Assigned task
Could you retype the whole listing, word for word?

Data section
--- START ---

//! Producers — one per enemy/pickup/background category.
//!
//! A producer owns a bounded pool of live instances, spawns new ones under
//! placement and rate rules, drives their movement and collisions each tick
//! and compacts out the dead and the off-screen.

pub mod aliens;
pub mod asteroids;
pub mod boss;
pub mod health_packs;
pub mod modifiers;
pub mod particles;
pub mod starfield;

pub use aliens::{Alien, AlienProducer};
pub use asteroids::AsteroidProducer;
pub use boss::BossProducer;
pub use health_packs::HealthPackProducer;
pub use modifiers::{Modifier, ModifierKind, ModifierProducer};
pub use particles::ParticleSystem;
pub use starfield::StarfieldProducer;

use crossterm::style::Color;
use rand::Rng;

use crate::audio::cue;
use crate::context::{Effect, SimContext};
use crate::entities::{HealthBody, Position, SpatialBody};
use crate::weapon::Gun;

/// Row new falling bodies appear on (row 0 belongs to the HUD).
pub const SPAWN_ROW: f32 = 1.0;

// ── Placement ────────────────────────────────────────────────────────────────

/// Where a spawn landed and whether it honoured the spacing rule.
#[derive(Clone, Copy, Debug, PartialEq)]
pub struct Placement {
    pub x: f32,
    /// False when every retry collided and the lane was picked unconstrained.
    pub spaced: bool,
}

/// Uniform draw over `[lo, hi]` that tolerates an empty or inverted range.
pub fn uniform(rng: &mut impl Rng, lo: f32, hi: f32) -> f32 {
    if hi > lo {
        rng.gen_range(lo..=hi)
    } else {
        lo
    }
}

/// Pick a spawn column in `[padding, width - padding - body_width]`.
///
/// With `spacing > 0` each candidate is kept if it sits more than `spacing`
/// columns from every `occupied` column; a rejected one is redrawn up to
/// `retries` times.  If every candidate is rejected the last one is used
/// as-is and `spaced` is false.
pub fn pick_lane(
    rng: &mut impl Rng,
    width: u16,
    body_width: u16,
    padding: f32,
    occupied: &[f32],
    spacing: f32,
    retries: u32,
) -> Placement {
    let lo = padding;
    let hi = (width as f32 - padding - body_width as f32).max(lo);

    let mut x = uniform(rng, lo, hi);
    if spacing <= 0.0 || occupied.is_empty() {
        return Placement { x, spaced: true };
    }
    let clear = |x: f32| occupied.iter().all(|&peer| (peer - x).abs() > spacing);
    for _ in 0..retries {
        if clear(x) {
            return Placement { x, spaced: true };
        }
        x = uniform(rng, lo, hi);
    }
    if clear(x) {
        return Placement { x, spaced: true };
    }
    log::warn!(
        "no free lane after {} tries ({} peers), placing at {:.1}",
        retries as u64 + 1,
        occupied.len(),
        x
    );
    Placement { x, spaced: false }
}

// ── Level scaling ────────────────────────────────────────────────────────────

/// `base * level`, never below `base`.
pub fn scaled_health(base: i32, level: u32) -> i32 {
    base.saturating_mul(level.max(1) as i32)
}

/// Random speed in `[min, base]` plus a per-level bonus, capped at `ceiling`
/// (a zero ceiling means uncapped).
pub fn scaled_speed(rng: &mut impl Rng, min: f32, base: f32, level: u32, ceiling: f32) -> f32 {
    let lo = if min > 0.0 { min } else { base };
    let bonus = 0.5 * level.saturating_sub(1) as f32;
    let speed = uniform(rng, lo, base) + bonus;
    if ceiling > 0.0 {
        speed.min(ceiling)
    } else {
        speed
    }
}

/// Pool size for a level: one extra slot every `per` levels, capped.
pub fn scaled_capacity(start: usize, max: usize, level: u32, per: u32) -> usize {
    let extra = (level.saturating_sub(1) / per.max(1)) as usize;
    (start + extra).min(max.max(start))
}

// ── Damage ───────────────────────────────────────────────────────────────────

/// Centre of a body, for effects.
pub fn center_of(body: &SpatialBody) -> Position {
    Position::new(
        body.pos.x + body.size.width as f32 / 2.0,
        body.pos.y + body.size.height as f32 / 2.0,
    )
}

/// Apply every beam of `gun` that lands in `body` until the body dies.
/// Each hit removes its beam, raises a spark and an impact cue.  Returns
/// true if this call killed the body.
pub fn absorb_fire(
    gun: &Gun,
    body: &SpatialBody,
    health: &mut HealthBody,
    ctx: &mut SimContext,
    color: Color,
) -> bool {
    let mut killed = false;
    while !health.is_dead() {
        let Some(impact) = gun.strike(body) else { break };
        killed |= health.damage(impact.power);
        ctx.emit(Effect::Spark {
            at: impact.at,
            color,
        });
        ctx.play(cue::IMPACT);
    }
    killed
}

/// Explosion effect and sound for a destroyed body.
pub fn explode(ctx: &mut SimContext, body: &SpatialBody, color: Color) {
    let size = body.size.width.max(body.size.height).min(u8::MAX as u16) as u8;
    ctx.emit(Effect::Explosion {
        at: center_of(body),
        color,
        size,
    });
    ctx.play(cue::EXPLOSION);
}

--- END ---

Reply to the task
//! Producers — one per enemy/pickup/background category.
//!
//! A producer owns a bounded pool of live instances, spawns new ones under
//! placement and rate rules, drives their movement and collisions each tick
//! and compacts out the dead and the off-screen.

pub mod aliens;
pub mod asteroids;
pub mod boss;
pub mod health_packs;
pub mod modifiers;
pub mod particles;
pub mod starfield;

pub use aliens::{Alien, AlienProducer};
pub use asteroids::AsteroidProducer;
pub use boss::BossProducer;
pub use health_packs::HealthPackProducer;
pub use modifiers::{Modifier, ModifierKind, ModifierProducer};
pub use particles::ParticleSystem;
pub use starfield::StarfieldProducer;

use crossterm::style::Color;
use rand::Rng;

use crate::audio::cue;
use crate::context::{Effect, SimContext};
use crate::entities::{HealthBody, Position, SpatialBody};
use crate::weapon::Gun;

/// Row new falling bodies appear on (row 0 belongs to the HUD).
pub const SPAWN_ROW: f32 = 1.0;

// ── Placement ────────────────────────────────────────────────────────────────

/// Where a spawn landed and whether it honoured the spacing rule.
#[derive(Clone, Copy, Debug, PartialEq)]
pub struct Placement {
    pub x: f32,
    /// False when every retry collided and the lane was picked unconstrained.
    pub spaced: bool,
}

/// Uniform draw over `[lo, hi]` that tolerates an empty or inverted range.
pub fn uniform(rng: &mut impl Rng, lo: f32, hi: f32) -> f32 {
    if hi > lo {
        rng.gen_range(lo..=hi)
    } else {
        lo
    }
}

/// Pick a spawn column in `[padding, width - padding - body_width]`.
///
/// With `spacing > 0` each candidate is kept if it sits more than `spacing`
/// columns from every `occupied` column; a rejected one is redrawn up to
/// `retries` times.  If every candidate is rejected the last one is used
/// as-is and `spaced` is false.
pub fn pick_lane(
    rng: &mut impl Rng,
    width: u16,
    body_width: u16,
    padding: f32,
    occupied: &[f32],
    spacing: f32,
    retries: u32,
) -> Placement {
    let lo = padding;
    let hi = (width as f32 - padding - body_width as f32).max(lo);

    let mut x = uniform(rng, lo, hi);
    if spacing <= 0.0 || occupied.is_empty() {
        return Placement { x, spaced: true };
    }
    let clear = |x: f32| occupied.iter().all(|&peer| (peer - x).abs() > spacing);
    for _ in 0..retries {
        if clear(x) {
            return Placement { x, spaced: true };
        }
        x = uniform(rng, lo, hi);
    }
    if clear(x) {
        return Placement { x, spaced: true };
    }
    log::warn!(
        "no free lane after {} tries ({} peers), placing at {:.1}",
        retries as u64 + 1,
        occupied.len(),
        x
    );
    Placement { x, spaced: false }
}

// ── Level scaling ────────────────────────────────────────────────────────────

/// `base * level`, never below `base`.
pub fn scaled_health(base: i32, level: u32) -> i32 {
    base.saturating_mul(level.max(1) as i32)
}

/// Random speed in `[min, base]` plus a per-level bonus, capped at `ceiling`
/// (a zero ceiling means uncapped).
pub fn scaled_speed(rng: &mut impl Rng, min: f32, base: f32, level: u32, ceiling: f32) -> f32 {
    let lo = if min > 0.0 { min } else { base };
    let bonus = 0.5 * level.saturating_sub(1) as f32;
    let speed = uniform(rng, lo, base) + bonus;
    if ceiling > 0.0 {
        speed.min(ceiling)
    } else {
        speed
    }
}

/// Pool size for a level: one extra slot every `per` levels, capped.
pub fn scaled_capacity(start: usize, max: usize, level: u32, per: u32) -> usize {
    let extra = (level.saturating_sub(1) / per.max(1)) as usize;
    (start + extra).min(max.max(start))
}

// ── Damage ───────────────────────────────────────────────────────────────────

/// Centre of a body, for effects.
pub fn center_of(body: &SpatialBody) -> Position {
    Position::new(
        body.pos.x + body.size.width as f32 / 2.0,
        body.pos.y + body.size.height as f32 / 2.0,
    )
}

/// Apply every beam of `gun` that lands in `body` until the body dies.
/// Each hit removes its beam, raises a spark and an impact cue.  Returns
/// true if this call killed the body.
pub fn absorb_fire(
    gun: &Gun,
    body: &SpatialBody,
    health: &mut HealthBody,
    ctx: &mut SimContext,
    color: Color,
) -> bool {
    let mut killed = false;
    while !health.is_dead() {
        let Some(impact) = gun.strike(body) else { break };
        killed |= health.damage(impact.power);
        ctx.emit(Effect::Spark {
            at: impact.at,
            color,
        });
        ctx.play(cue::IMPACT);
    }
    killed
}

/// Explosion effect and sound for a destroyed body.
pub fn explode(ctx: &mut SimContext, body: &SpatialBody, color: Color) {
    let size = body.size.width.max(body.size.height).min(u8::MAX as u16) as u8;
    ctx.emit(Effect::Explosion {
        at: center_of(body),
        color,
        size,
    });
    ctx.play(cue::EXPLOSION);
}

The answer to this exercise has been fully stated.